На лобовом стекле «кадиллака» уже появилась штрафная квитанция. Микки сложил ее вдвое и засунул в карман, не удостоив никаких комментариев... Вдоль берега мы поехали мимо моста имени Джорджа Вашингтона, в сторону Джерси, затем на север, на Палисэйдс Парквэй, и умудрились заехать так далеко, что оказались выше устья Гудзона. Микки припарковался, поставив огромную машину прямо у перил; мы уселись и стали смотреть, как над городом встает заря нового дня. С тех пор как мы вышли из ресторана, мы не перекинулись и десятком слов, но говорить по-прежнему не хотелось.

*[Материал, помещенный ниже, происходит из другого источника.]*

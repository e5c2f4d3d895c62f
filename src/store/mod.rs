//! Local record storage.
//!
//! Records live in named collections behind one uniform CRUD contract
//! ([`RecordStore`]), served by either of two engines: a structured
//! SQLite database or a flat key-indexed RocksDB store. The hybrid
//! selector picks the engine once at startup; call sites never know
//! which one is active.

pub mod adapter;
pub mod hybrid;
pub mod kv;
pub mod record;
pub mod sqlite;

pub use adapter::RecordStore;
pub use hybrid::{ActiveEngine, HybridStore, StorageCapabilities};
pub use kv::KvRecordStore;
pub use record::Record;
pub use sqlite::SqliteRecordStore;

use thiserror::Error;

/// Storage collection names. Case-sensitive, fixed set; a collection
/// exists implicitly once the first record is written to it.
pub mod collections {
    pub const LINKED_EXCHANGES: &str = "linked_exchanges";
    pub const BALANCE_SNAPSHOTS: &str = "balance_snapshots";
    pub const BALANCE_HISTORY: &str = "balance_history";
    pub const ORDERS: &str = "orders";
    pub const POSITIONS: &str = "positions";
    pub const STRATEGIES: &str = "strategies";
    pub const NOTIFICATIONS: &str = "notifications";
    pub const WATCHLIST: &str = "watchlist";
    pub const PRICE_ALERTS: &str = "price_alerts";

    pub const ALL: &[&str] = &[
        LINKED_EXCHANGES,
        BALANCE_SNAPSHOTS,
        BALANCE_HISTORY,
        ORDERS,
        POSITIONS,
        STRATEGIES,
        NOTIFICATIONS,
        WATCHLIST,
        PRICE_ALERTS,
    ];
}

#[derive(Debug, Error)]
pub enum StoreError {
    #[error("RocksDB error: {0}")]
    Kv(#[from] rocksdb::Error),
    #[error("SQLite error: {0}")]
    Sqlite(#[from] rusqlite::Error),
    #[error("Codec error: {0}")]
    Codec(#[from] serde_json::Error),
}
//! Structured storage engine backed by SQLite.
//!
//! Records are rows in a single `records` table with typed columns and
//! an index on the collection name, so lookups by collection or id go
//! through the engine's indexes rather than a full scan. Schema changes
//! are tracked as numbered migrations via `PRAGMA user_version`.

use rusqlite::{params, Connection};
use serde_json::{Map, Value};
use std::path::Path;
use std::sync::Mutex;
use tracing::{debug, error, info};

use async_trait::async_trait;

use crate::store::{Record, RecordStore, StoreError};

/// Ordered schema migrations. The current schema version is the length
/// of this list; each entry is applied exactly once.
const MIGRATIONS: &[&str] = &[
    // v1: records table with typed columns
    "CREATE TABLE records (
        collection TEXT NOT NULL,
        id TEXT NOT NULL,
        body TEXT NOT NULL,
        created_at TEXT NOT NULL,
        updated_at TEXT NOT NULL,
        PRIMARY KEY (collection, id)
    );
    CREATE INDEX idx_records_collection ON records(collection);",
];

pub struct SqliteRecordStore {
    conn: Mutex<Connection>,
}

impl SqliteRecordStore {
    /// Open (or create) the store at the given path and bring the
    /// schema up to date.
    pub fn open<P: AsRef<Path>>(path: P) -> Result<Self, StoreError> {
        let conn = Connection::open(path)?;
        let store = Self {
            conn: Mutex::new(conn),
        };
        store.migrate()?;
        info!("Structured store initialized");
        Ok(store)
    }

    /// In-memory store (for testing).
    pub fn open_in_memory() -> Result<Self, StoreError> {
        let conn = Connection::open_in_memory()?;
        let store = Self {
            conn: Mutex::new(conn),
        };
        store.migrate()?;
        debug!("In-memory structured store initialized");
        Ok(store)
    }

    /// Apply any pending migrations.
    fn migrate(&self) -> Result<(), StoreError> {
        let conn = self.conn.lock().unwrap();

        let version: i64 =
            conn.pragma_query_value(None, "user_version", |row| row.get(0))?;

        for (i, migration) in MIGRATIONS.iter().enumerate().skip(version as usize) {
            conn.execute_batch(migration)?;
            conn.pragma_update(None, "user_version", (i + 1) as i64)?;
            debug!("Applied schema migration v{}", i + 1);
        }

        Ok(())
    }

    #[cfg(test)]
    pub(crate) fn schema_version(&self) -> i64 {
        let conn = self.conn.lock().unwrap();
        conn.pragma_query_value(None, "user_version", |row| row.get(0))
            .unwrap()
    }

    fn decode_body(id: &str, body: &str) -> Result<Record, StoreError> {
        let fields: Map<String, Value> = serde_json::from_str(body)?;
        Ok(Record::with_id(id, fields))
    }

    fn try_get(&self, collection: &str, id: &str) -> Result<Option<Record>, StoreError> {
        let conn = self.conn.lock().unwrap();

        let result = conn.query_row(
            "SELECT body FROM records WHERE collection = ?1 AND id = ?2",
            params![collection, id],
            |row| row.get::<_, String>(0),
        );

        match result {
            Ok(body) => Ok(Some(Self::decode_body(id, &body)?)),
            Err(rusqlite::Error::QueryReturnedNoRows) => Ok(None),
            Err(e) => Err(e.into()),
        }
    }

    fn try_scan(&self, collection: &str) -> Result<Vec<Record>, StoreError> {
        let conn = self.conn.lock().unwrap();

        let mut stmt =
            conn.prepare("SELECT id, body FROM records WHERE collection = ?1")?;
        let rows = stmt.query_map(params![collection], |row| {
            Ok((row.get::<_, String>(0)?, row.get::<_, String>(1)?))
        })?;

        let mut records = Vec::new();
        for row in rows {
            let (id, body) = row?;
            records.push(Self::decode_body(&id, &body)?);
        }
        Ok(records)
    }

    fn try_put(&self, collection: &str, record: &Record) -> Result<(), StoreError> {
        let body = serde_json::to_string(&record.fields)?;
        let now = chrono::Utc::now().to_rfc3339();

        let conn = self.conn.lock().unwrap();
        conn.execute(
            "INSERT INTO records (collection, id, body, created_at, updated_at)
             VALUES (?1, ?2, ?3, ?4, ?4)
             ON CONFLICT(collection, id)
             DO UPDATE SET body = excluded.body, updated_at = excluded.updated_at",
            params![collection, record.id, body, now],
        )?;
        Ok(())
    }
}

#[async_trait]
impl RecordStore for SqliteRecordStore {
    async fn save(&self, collection: &str, record: Record) -> Result<Record, StoreError> {
        let record = record.ensure_id();
        self.try_put(collection, &record)?;
        Ok(record)
    }

    async fn find_by_id(&self, collection: &str, id: &str) -> Option<Record> {
        match self.try_get(collection, id) {
            Ok(found) => found,
            Err(e) => {
                error!(collection, id, "Structured store read failed: {}", e);
                None
            }
        }
    }

    async fn find_all(&self, collection: &str) -> Vec<Record> {
        match self.try_scan(collection) {
            Ok(records) => records,
            Err(e) => {
                error!(collection, "Structured store scan failed: {}", e);
                Vec::new()
            }
        }
    }

    async fn update(
        &self,
        collection: &str,
        id: &str,
        partial: Map<String, Value>,
    ) -> Result<Option<Record>, StoreError> {
        let mut record = match self.try_get(collection, id)? {
            Some(record) => record,
            None => return Ok(None),
        };

        record.merge(partial);
        self.try_put(collection, &record)?;
        Ok(Some(record))
    }

    async fn delete(&self, collection: &str, id: &str) -> Result<bool, StoreError> {
        let conn = self.conn.lock().unwrap();
        let removed = conn.execute(
            "DELETE FROM records WHERE collection = ?1 AND id = ?2",
            params![collection, id],
        )?;
        Ok(removed > 0)
    }

    async fn query(
        &self,
        collection: &str,
        predicate: &(dyn Fn(&Record) -> bool + Send + Sync),
    ) -> Vec<Record> {
        self.find_all(collection)
            .await
            .into_iter()
            .filter(|record| predicate(record))
            .collect()
    }

    async fn clear_collection(&self, collection: &str) -> Result<(), StoreError> {
        let conn = self.conn.lock().unwrap();
        conn.execute(
            "DELETE FROM records WHERE collection = ?1",
            params![collection],
        )?;
        Ok(())
    }
}
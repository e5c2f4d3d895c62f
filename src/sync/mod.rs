//! Background synchronization.
//!
//! [`SyncEngine`] owns the periodic balance sync: it decrypts the
//! stored exchange credentials, submits them to the aggregation
//! endpoint in one batch, and republishes the normalized result.
//! Concurrent sync requests share a single in-flight future, so one
//! remote call serves every caller.
//!
//! [`OpenOrdersPoller`] turns reactive balance changes into debounced,
//! deduplicated open-order fetches, fanning the flat result back out
//! grouped by exchange.

pub mod batch;
pub mod engine;
pub mod poller;

pub use batch::fetch_orders_per_exchange;
pub use engine::{SyncEngine, SyncError};
pub use poller::{ExchangeOrdersResult, OpenOrdersPoller};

Через некоторое время Микки достал из бумажного пакета упаковки с кофе и протянул мне одну из них, затем извлек из машины серебристую фляжку в полпинты и добавил в свой кофе виски. Должно быть, моя реакция была столь непосредственной, что он повернулся ко мне и удивленно поднял брови.
— Я всегда пью кофе именно так, — пояснил он.
— С ирландским виски? Двенадцатилетней выдержки?
— Да нет, с любым виски, какой под руку подвернется.
Он завинтил крышку фляги и сделал большой глоток своего ароматизированного кофе.